Dataset1: (1797, 64)
Dataset2: (150, 4)
Dataset2: (750, 2)


#### Visualization Functions. 

Documentation Details: https://plot.ly/python/
    

In [3]:
## Using plotly
def plot_3d_interactive(X_dataset1, y_dataset1, X_dataset2, y_dataset2):
    # Initialize figure with subplots
    fig = make_subplots(
    rows=2, cols=2,
    specs=[[{"type": "scatter3d", "colspan": 2}, None],
           [{"type": "scatter3d", "colspan": 2}, None]],
    subplot_titles=("Dataset 1", "Dataset 2"))
    

    trace0 = go.Scatter3d(x=X_dataset1[:, 0], y=X_dataset1[:, 1], z=X_dataset1[:, 2], mode='markers', marker_color=y_dataset1)
    trace1 = go.Scatter3d(x=X_dataset2[:, 0], y=X_dataset2[:, 1], z=X_dataset2[:, 2], mode='markers', marker_color=y_dataset2)
    
    fig.append_trace(trace0, 1, 1)
    fig.append_trace(trace1, 2, 1)
    
    fig.update_layout(
        title_text='3D subplots with different colorscales',
        height=1000,
        width=900,
        margin=dict(l=0, r=0, b=0, t=0),
        showlegend=False
    )
    
    fig.show()

In [4]:
## Using plotly
def plot_2d_interactive(X_dataset1, y_dataset1, X_dataset2, y_dataset2):
    # Initialize figure with subplots
    fig = make_subplots(
    rows=2, cols=2,
    specs=[[{"type": "scatter", "colspan": 2}, None],
           [{"type": "scatter", "colspan": 2}, None]],
    subplot_titles=("Dataset 3", "Dataset 4"))

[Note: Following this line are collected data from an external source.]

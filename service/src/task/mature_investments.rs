//! [`MatureInvestments`] [`Task`].

use std::{convert::Infallible, error::Error, time};

use common::operations::{By, Perform, Start};
use tokio::time::{interval, MissedTickBehavior};
use tracing as log;

#[cfg(doc)]
use crate::domain::Investment;
use crate::{command, Command, Service};

use super::Task;

/// Configuration for [`MatureInvestments`] [`Task`].
#[derive(Clone, Copy, Debug)]
pub struct Config {
    /// Interval between [`Investment`]s maturity sweeps.
    pub interval: time::Duration,
}

/// [`Task`] periodically settling matured [`Investment`]s.
#[derive(Clone, Copy, Debug)]
pub struct MatureInvestments<S> {
    /// [`Config`] of this [`Task`].
    config: Config,

    /// [`Service`] instance.
    service: S,
}

impl<Db> Task<Start<By<MatureInvestments<Self>, Config>>> for Service<Db>
where
    MatureInvestments<Service<Db>>: Task<Perform<()>, Ok = usize, Err: Error>,
    Self: Clone,
{
    type Ok = ();
    type Err = Infallible;

    async fn execute(
        &self,
        Start(by): Start<By<MatureInvestments<Self>, Config>>,
    ) -> Result<Self::Ok, Self::Err> {
        let config = by.into_inner();
        let task = MatureInvestments {
            config,
            service: self.clone(),
        };

        let mut interval = interval(task.config.interval);
        interval.set_missed_tick_behavior(MissedTickBehavior::Delay);
        loop {
            let _ = interval.tick().await;
            match task.execute(Perform(())).await {
                Ok(0) => log::debug!("`task::MatureInvestments`: nothing to do"),
                Ok(n) => log::info!(
                    "`task::MatureInvestments` settled {n} `Investment`(s)",
                ),
                Err(e) => log::error!("`task::MatureInvestments` failed: {e}"),
            }
        }
    }
}

impl<Db> Task<Perform<()>> for MatureInvestments<Service<Db>>
where
    Service<Db>: Command<command::MatureInvestments, Ok = usize>,
{
    type Ok = usize;
    type Err = <Service<Db> as Command<command::MatureInvestments>>::Err;

    async fn execute(&self, _: Perform<()>) -> Result<Self::Ok, Self::Err> {
        self.service.execute(command::MatureInvestments).await
    }
}

#[cfg(test)]
mod spec {
    use std::{future::IntoFuture as _, time::Duration};

    use common::Money;

    use crate::{
        domain::{investment, user::Role},
        fixture::{self, money},
        infra::Memory,
        query, Query as _, Service,
    };

    #[tokio::test(start_paused = true)]
    async fn keeps_sweeping_after_failure() {
        let mut config = fixture::config();
        config.tasks.mature_investments.interval = Duration::from_secs(60);
        let (svc, background) = Service::new(config, Memory::new());
        let user = fixture::user(&svc, Role::Customer).await;
        let inv = fixture::investment(&svc, user.id, "1000", 40, 30).await;

        // The first tick fires immediately and hits the unavailable store.
        svc.database().set_available(false);

        let check = async {
            tokio::time::sleep(Duration::from_secs(30)).await;
            svc.database().set_available(true);

            let stored = svc
                .execute(query::investments::ByUser::by(user.id))
                .await
                .unwrap();
            assert_eq!(stored[0].id, inv.id);
            assert_eq!(stored[0].status, investment::Status::Active);
            let owner = svc
                .execute(query::user::ById::by(user.id))
                .await
                .unwrap()
                .unwrap();
            assert_eq!(owner.balance, Money::ZERO);

            tokio::time::sleep(Duration::from_secs(60)).await;

            let stored = svc
                .execute(query::investments::ByUser::by(user.id))
                .await
                .unwrap();
            assert_eq!(stored[0].status, investment::Status::Completed);
            let owner = svc
                .execute(query::user::ById::by(user.id))
                .await
                .unwrap()
                .unwrap();
            assert_eq!(owner.balance, money("1200"));
        };

        tokio::select! {
            biased;

            res = background.into_future() => {
                panic!("background stopped unexpectedly: {res:?}");
            }
            () = check => {}
        }
    }
}
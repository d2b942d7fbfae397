//! [`Context`]-related definitions.
use std::sync::atomic::{self, AtomicU16};

use axum::{async_trait, extract::FromRequestParts, RequestPartsExt as _};
use axum_extra::{
    headers::{authorization::Bearer, Authorization},
    TypedHeader,
};
use common::DateTime;
use juniper::{
    http::{GraphQLBatchResponse, GraphQLResponse},
    IntoFieldError as _,
};
use service::{
    command::{self, Command as _},
    domain::{self, user::session},
};
use tokio::sync::OnceCell;

#[cfg(doc)]
use crate::api::User;
use crate::{api, define_error, AsError, Error, JuniperResponse, Service};

/// Application context.
#[derive(Debug)]
pub struct Context {
    /// [`Service`] instance.
    service: Service,

    /// Error status code.
    error_status_code: AtomicU16,

    /// Parts of the HTTP request.
    parts: http::request::Parts,

    /// Current [`Session`].
    current_session: OnceCell<Session>,

    /// Last authentication [`Error`].
    auth_error: OnceCell<Error>,
}

impl Context {
    /// Returns [`Service`] instance of this [`Context`].
    #[must_use]
    pub fn service(&self) -> &Service {
        &self.service
    }

    /// Returns the error status code of this [`Context`].
    #[expect(clippy::missing_panics_doc, reason = "infallible")]
    #[must_use]
    pub fn error_status_code(&self) -> http::StatusCode {
        http::StatusCode::from_u16(
            self.error_status_code.load(atomic::Ordering::Relaxed),
        )
        .expect("invalid status code")
    }

    /// Sets the error status code for this [`Context`].
    ///
    /// Provided [`http::StatusCode`] will be applied to the response.
    pub fn set_error_status_code(&self, status_code: http::StatusCode) {
        self.error_status_code
            .store(status_code.as_u16(), atomic::Ordering::Relaxed);
    }

    /// Helper method calling [`Context::set_error_status_code()`] inside
    /// [`Result::map_err()`] closure.
    pub fn error(&self) -> impl FnOnce(Error) -> Error + '_ {
        move |err| {
            self.set_error_status_code(err.status_code);
            err
        }
    }

    /// Returns the current [`Session`] for this [`Context`].
    ///
    /// # Errors
    ///
    /// Errors if:
    /// - the current HTTP request is not authorized;
    /// - the provided authentication token is invalid;
    /// - the [`User`] of the provided token doesn't exist.
    pub async fn current_session(&self) -> Result<Session, Error> {
        self.current_session
            .get_or_try_init(|| async {
                match self
                    .auth_error
                    .get_or_try_init(|| async {
                        match self.do_authentication().await {
                            Ok(u) => Err(u),
                            Err(e) => Ok(e),
                        }
                    })
                    .await
                {
                    Ok(e) => Err(e),
                    Err(u) => Ok(u),
                }
            })
            .await
            .cloned()
            .map_err(Clone::clone)
    }

    /// Performs the [`Session`] authentication.
    ///
    /// # Errors
    ///
    /// Errors if the provided authentication token is invalid.
    async fn do_authentication(&self) -> Result<Session, Error> {
        let res = self
            .parts
            .clone()
            .extract::<TypedHeader<Authorization<Bearer>>>()
            .await;
        match res {
            Ok(TypedHeader(Authorization(bearer))) => {
                #[expect(unsafe_code, reason = "specified in correct header")]
                let token = unsafe {
                    session::Token::new_unchecked(bearer.token().to_owned())
                };
                self.service
                    .execute(command::AuthorizeUserSession {
                        token: token.clone(),
                    })
                    .await
                    .map(|out| Session {
                        user: out.user,
                        token,
                        expires_at: out.session.expires_at.coerce(),
                    })
                    .map_err(AsError::into_error)
            }
            Err(e) => {
                if e.is_missing() {
                    Err(AuthError::AuthorizationRequired.into())
                } else {
                    Err(e.into_error())
                }
            }
        }
        .map_err(self.error())
    }
}

impl juniper::Context for Context {}

#[async_trait]
impl<S> FromRequestParts<S> for Context
where
    S: Send + Sync,
{
    type Rejection = JuniperResponse;

    async fn from_request_parts(
        parts: &mut http::request::Parts,
        _: &S,
    ) -> Result<Self, Self::Rejection> {
        let service =
            parts.extensions.get::<Service>().cloned().ok_or_else(|| {
                JuniperResponse {
                    status_code: http::StatusCode::INTERNAL_SERVER_ERROR,
                    response: GraphQLBatchResponse::Single(
                        GraphQLResponse::error(
                            Error::internal(&"missing `Service` extension")
                                .into_field_error(),
                        ),
                    ),
                }
            })?;

        Ok(Self {
            service,
            error_status_code: AtomicU16::new(
                http::StatusCode::INTERNAL_SERVER_ERROR.as_u16(),
            ),
            parts: parts.clone(),
            current_session: OnceCell::new(),
            auth_error: OnceCell::new(),
        })
    }
}

/// User session.
#[derive(Clone, Debug)]
pub struct Session {
    /// [`User`] associated with this [`Session`].
    pub user: domain::User,

    /// Authentication token.
    pub token: session::Token,

    /// [`DateTime`] when this [`Session`] expires.
    pub expires_at: DateTime,
}

impl Session {
    /// Ensures the [`User`] of this [`Session`] is an administrator.
    ///
    /// # Errors
    ///
    /// With [`api::PrivilegeError::Admin`] if the [`User`] is not an
    /// administrator.
    pub fn ensure_admin(&self) -> Result<&domain::User, Error> {
        if self.user.is_admin() {
            Ok(&self.user)
        } else {
            Err(api::PrivilegeError::Admin.into())
        }
    }
}

impl AsError for command::authorize_user_session::ExecutionError {
    fn try_as_error(&self) -> Option<Error> {
        match self {
            Self::Db(e) => e.try_as_error(),
            Self::JsonWebTokenDecodeError(_) => {
                Some(AuthError::AuthorizationRequired.into())
            }
            Self::UserNotExists(_) => Some(api::UserError::NotExists.into()),
        }
    }
}

define_error! {
    enum AuthError {
        #[code = "AUTHORIZATION_REQUIRED"]
        #[status = UNAUTHORIZED]
        #[message = "Authorization required"]
        AuthorizationRequired,
    }
}

#[cfg(test)]
mod spec {
    use common::{DateTime, Money};
    use service::domain::{
        self,
        user::{self, Role},
    };

    use super::Session;

    fn session(role: Role) -> Session {
        Session {
            user: domain::User {
                id: user::Id::new(),
                balance: Money::ZERO,
                role,
                created_at: DateTime::now().coerce(),
            },
            token: "token".parse().unwrap(),
            expires_at: DateTime::now(),
        }
    }

    #[test]
    fn admits_admin() {
        let session = session(Role::Admin);

        let user = session.ensure_admin().unwrap();

        assert_eq!(user.id, session.user.id);
    }

    #[test]
    fn rejects_customer() {
        let err = session(Role::Customer).ensure_admin().unwrap_err();

        assert_eq!(err.code, "NOT_ADMIN");
        assert_eq!(err.status_code, http::StatusCode::FORBIDDEN);
    }
}
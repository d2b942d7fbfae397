//! Postgres database clients.

pub mod non_tx;
pub mod tx;

pub use self::{non_tx::NonTx, tx::Tx};
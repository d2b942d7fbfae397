//! [`Command`] for authorizing a [`User`] [`Session`].

use common::operations::{By, Select};
use derive_more::{Display, Error, From};
use jsonwebtoken::Validation;
use tracerr::Traced;

use crate::{
    domain::{
        user::{self, session, Session},
        User,
    },
    infra::{database, Database},
    Service,
};

use super::Command;

/// [`Command`] for authorizing a [`User`] [`Session`] by its
/// [`session::Token`].
#[derive(Clone, Debug, From)]
pub struct AuthorizeUserSession {
    /// [`Session`] token to authorize.
    pub token: session::Token,
}

/// Successfully authorized [`Session`] along with its [`User`].
#[derive(Clone, Debug)]
pub struct Output {
    /// Decoded [`Session`].
    pub session: Session,

    /// [`User`] the [`Session`] belongs to.
    pub user: User,
}

impl<Db> Command<AuthorizeUserSession> for Service<Db>
where
    Db: Database<
        Select<By<Option<User>, user::Id>>,
        Ok = Option<User>,
        Err = Traced<database::Error>,
    >,
{
    type Ok = Output;
    type Err = Traced<ExecutionError>;

    async fn execute(
        &self,
        cmd: AuthorizeUserSession,
    ) -> Result<Self::Ok, Self::Err> {
        use ExecutionError as E;

        let AuthorizeUserSession { token } = cmd;

        let session = jsonwebtoken::decode::<Session>(
            token.as_ref(),
            &self.config().jwt_decoding_key,
            &Validation::default(),
        )
        .map_err(tracerr::from_and_wrap!(=> E))?
        .claims;

        let user = self
            .database()
            .execute(Select(By::new(session.user_id)))
            .await
            .map_err(tracerr::map_from_and_wrap!(=> E))?
            .ok_or(E::UserNotExists(session.user_id))
            .map_err(tracerr::wrap!())?;

        Ok(Output { session, user })
    }
}

/// Error of [`AuthorizeUserSession`] [`Command`] execution.
#[derive(Debug, Display, Error, From)]
pub enum ExecutionError {
    /// [`Database`] error.
    #[display("`Database` operation failed: {_0}")]
    Db(database::Error),

    /// [`jsonwebtoken`] decoding error.
    #[display("Failed to decode a JSON Web Token: {_0}")]
    JsonWebTokenDecodeError(jsonwebtoken::errors::Error),

    /// [`User`] the [`Session`] belongs to does not exist.
    #[display("`User(id: {_0})` does not exist")]
    #[from(ignore)]
    UserNotExists(#[error(not(source))] user::Id),
}

#[cfg(test)]
mod spec {
    use std::time::Duration;

    use common::DateTime;
    use jsonwebtoken::{EncodingKey, Header};

    use crate::{
        command::Command as _,
        domain::user::{self, session, Role, Session},
        fixture,
    };

    use super::{AuthorizeUserSession, ExecutionError};

    fn encode(session: &Session, secret: &[u8]) -> session::Token {
        jsonwebtoken::encode(
            &Header::default(),
            session,
            &EncodingKey::from_secret(secret),
        )
        .unwrap()
        .parse()
        .unwrap()
    }

    fn token(user_id: user::Id, valid_for: Duration) -> session::Token {
        encode(
            &Session {
                user_id,
                expires_at: (DateTime::now() + valid_for).coerce(),
            },
            fixture::JWT_SECRET,
        )
    }

    #[tokio::test]
    async fn authorizes_existing_user() {
        let svc = fixture::service();
        let user = fixture::user(&svc, Role::Admin).await;

        let out = svc
            .execute(AuthorizeUserSession {
                token: token(user.id, Duration::from_secs(60)),
            })
            .await
            .unwrap();

        assert_eq!(out.session.user_id, user.id);
        assert_eq!(out.user.id, user.id);
        assert!(out.user.is_admin());
    }

    #[tokio::test]
    async fn rejects_unknown_user() {
        let svc = fixture::service();
        let unknown = user::Id::new();

        let err = svc
            .execute(AuthorizeUserSession {
                token: token(unknown, Duration::from_secs(60)),
            })
            .await
            .unwrap_err();

        assert!(
            matches!(
                err.as_ref(),
                ExecutionError::UserNotExists(id) if *id == unknown,
            ),
            "unexpected error: {err}",
        );
    }

    #[tokio::test]
    async fn rejects_expired_token() {
        let svc = fixture::service();
        let user = fixture::user(&svc, Role::Customer).await;

        let expired = encode(
            &Session {
                user_id: user.id,
                expires_at: (DateTime::now() - Duration::from_secs(3600))
                    .coerce(),
            },
            fixture::JWT_SECRET,
        );
        let err = svc
            .execute(AuthorizeUserSession { token: expired })
            .await
            .unwrap_err();

        assert!(
            matches!(err.as_ref(), ExecutionError::JsonWebTokenDecodeError(_)),
            "unexpected error: {err}",
        );
    }

    #[tokio::test]
    async fn rejects_foreign_signature() {
        let svc = fixture::service();
        let user = fixture::user(&svc, Role::Customer).await;

        let forged = encode(
            &Session {
                user_id: user.id,
                expires_at: (DateTime::now() + Duration::from_secs(60))
                    .coerce(),
            },
            b"another-secret",
        );
        let err = svc
            .execute(AuthorizeUserSession { token: forged })
            .await
            .unwrap_err();

        assert!(
            matches!(err.as_ref(), ExecutionError::JsonWebTokenDecodeError(_)),
            "unexpected error: {err}",
        );
    }
}
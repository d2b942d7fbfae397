//! Postgres [`Database`] implementation.

pub mod client;
pub mod connection;
mod impls;

use deadpool_postgres::Runtime;
use derive_more::{Deref, Display, Error as StdError, From};
use tokio_postgres::NoTls;
use tracerr::Traced;

use crate::infra::database;
#[cfg(doc)]
use crate::infra::Database;

pub use deadpool_postgres::Config;
pub use refinery::embed_migrations;

pub use self::{
    client::{NonTx, Tx},
    connection::Connection,
};

/// Postgres [`Database`] client.
#[derive(Clone, Debug, Deref)]
pub struct Postgres<T = NonTx>(T);

impl Postgres {
    /// Creates a new [`Postgres`] client with the provided [`Config`].
    ///
    /// No connection is established until the first operation.
    ///
    /// # Errors
    ///
    /// If the provided [`Config`] is invalid.
    pub fn new(conf: &Config) -> Result<Self, Traced<database::Error>> {
        let pool = conf
            .create_pool(Some(Runtime::Tokio1), NoTls)
            .map_err(tracerr::from_and_wrap!(=> Error))
            .map_err(tracerr::map_from)?;
        Ok(Self(NonTx::from_pool(pool)))
    }
}

/// Postgres database [`Error`].
#[derive(Debug, Display, StdError, From)]
pub enum Error {
    /// [`Connection`] error.
    #[display("`Connection` error: {_0}")]
    Connection(connection::Error),

    /// Error of creating a new [`connection::Pool`].
    #[display("Failed to create a new `connection::Pool`: {_0}")]
    PoolCreation(connection::PoolCreationError),

    /// Error of acquiring a [`Connection`] from the [`connection::Pool`].
    #[display("`connection::Pool` error: {_0}")]
    Pool(connection::PoolError),

    /// Column value read from the database doesn't fit the domain type.
    #[display("Column `{_0}` holds an out-of-range value")]
    #[from(ignore)]
    OutOfRange(#[error(not(source))] &'static str),
}
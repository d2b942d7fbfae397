//! GraphQL [`Query`]s definitions.

use juniper::graphql_object;

use crate::{api, Context, Error};

/// Root of all GraphQL queries.
#[derive(Clone, Copy, Debug)]
pub struct Query;

impl Query {
    /// Name of the [`tracing::Span`] for the queries.
    pub(crate) const SPAN_NAME: &'static str = "GraphQL query";
}

#[graphql_object(context = Context)]
impl Query {
    /// Returns the currently authenticated `User`.
    ///
    /// # Errors
    ///
    /// Possible error codes:
    /// - `AUTHORIZATION_REQUIRED` - no valid access token is provided;
    /// - `USER_NOT_EXISTS` - the `User` of the access token doesn't exist.
    #[tracing::instrument(
        skip_all,
        fields(
            gql.name = "myUser",
            otel.name = Self::SPAN_NAME,
        ),
    )]
    pub async fn my_user(ctx: &Context) -> Result<api::User, Error> {
        Ok(ctx.current_session().await?.user.into())
    }
}
//! Common definitions shared by the service and its application.
//!
//! List of available Cargo features:
#![doc = document_features::document_features!()]
#![deny(
    nonstandard_style,
    rust_2018_idioms,
    rustdoc::all,
    trivial_casts,
    trivial_numeric_casts,
    unsafe_code
)]
#![forbid(non_ascii_idents)]
#![warn(
    clippy::allow_attributes,
    clippy::allow_attributes_without_reason,
    clippy::pedantic,
    clippy::wildcard_enum_match_arm,
    deprecated_in_future,
    missing_copy_implementations,
    missing_debug_implementations,
    missing_docs,
    unreachable_pub,
    unused_crate_dependencies,
    unused_import_braces,
    unused_labels,
    unused_lifetimes,
    unused_qualifications,
    unused_results
)]

pub mod datetime;
pub mod handler;
mod kind;
pub mod money;
pub mod operations;
pub mod percent;
pub mod unit;

pub use self::{
    datetime::{DateTime, DateTimeOf},
    handler::Handler,
    money::Money,
    percent::Percent,
};

#[doc(hidden)]
pub mod private {
    //! Private definitions used by macros.

    #[cfg(feature = "postgres")]
    pub use postgres_types;
    #[cfg(feature = "serde")]
    pub use serde;
    pub use strum;
}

    trace0 = go.Scatter(x=X_dataset1[:, 0], y=X_dataset1[:, 1], mode='markers', marker_color=y_dataset1)
    trace1 = go.Scatter(x=X_dataset2[:, 0], y=X_dataset2[:, 1], mode='markers', marker_color=y_dataset2)
    
    fig.append_trace(trace0, 1, 1)
    fig.append_trace(trace1, 2, 1)
    
    fig.update_layout(
        title_text='2D subplots with different colorscales',
        height=1000,
        width=900,
        margin=dict(l=0, r=0, b=0, t=0),
        showlegend=False
    )
    
    fig.show()

#### K Means 

**n_clusters: Only this parameter is required** 
    1. The number of clusters to form as well as the number of centroids to generate.
    
**init** 
    1.  k-means++ : selects initial cluster centers for k-mean clustering in a smart way to speed up convergence. See section Notes in k_init for more details.
    2. random: choose k observations (rows) at random from data for the initial centroids.

**n_init, default=10** 
    1. Number of time the k-means algorithm will be run with different centroid seeds. The final results will be the best output of n_init consecutive runs in terms of inertia.



In [None]:
pca_digits = decomposition.PCA(n_components=15)
# Fit the model with X and apply the dimensionality reduction on X.
X_digits = pca_digits.fit_transform(X_digits_features) 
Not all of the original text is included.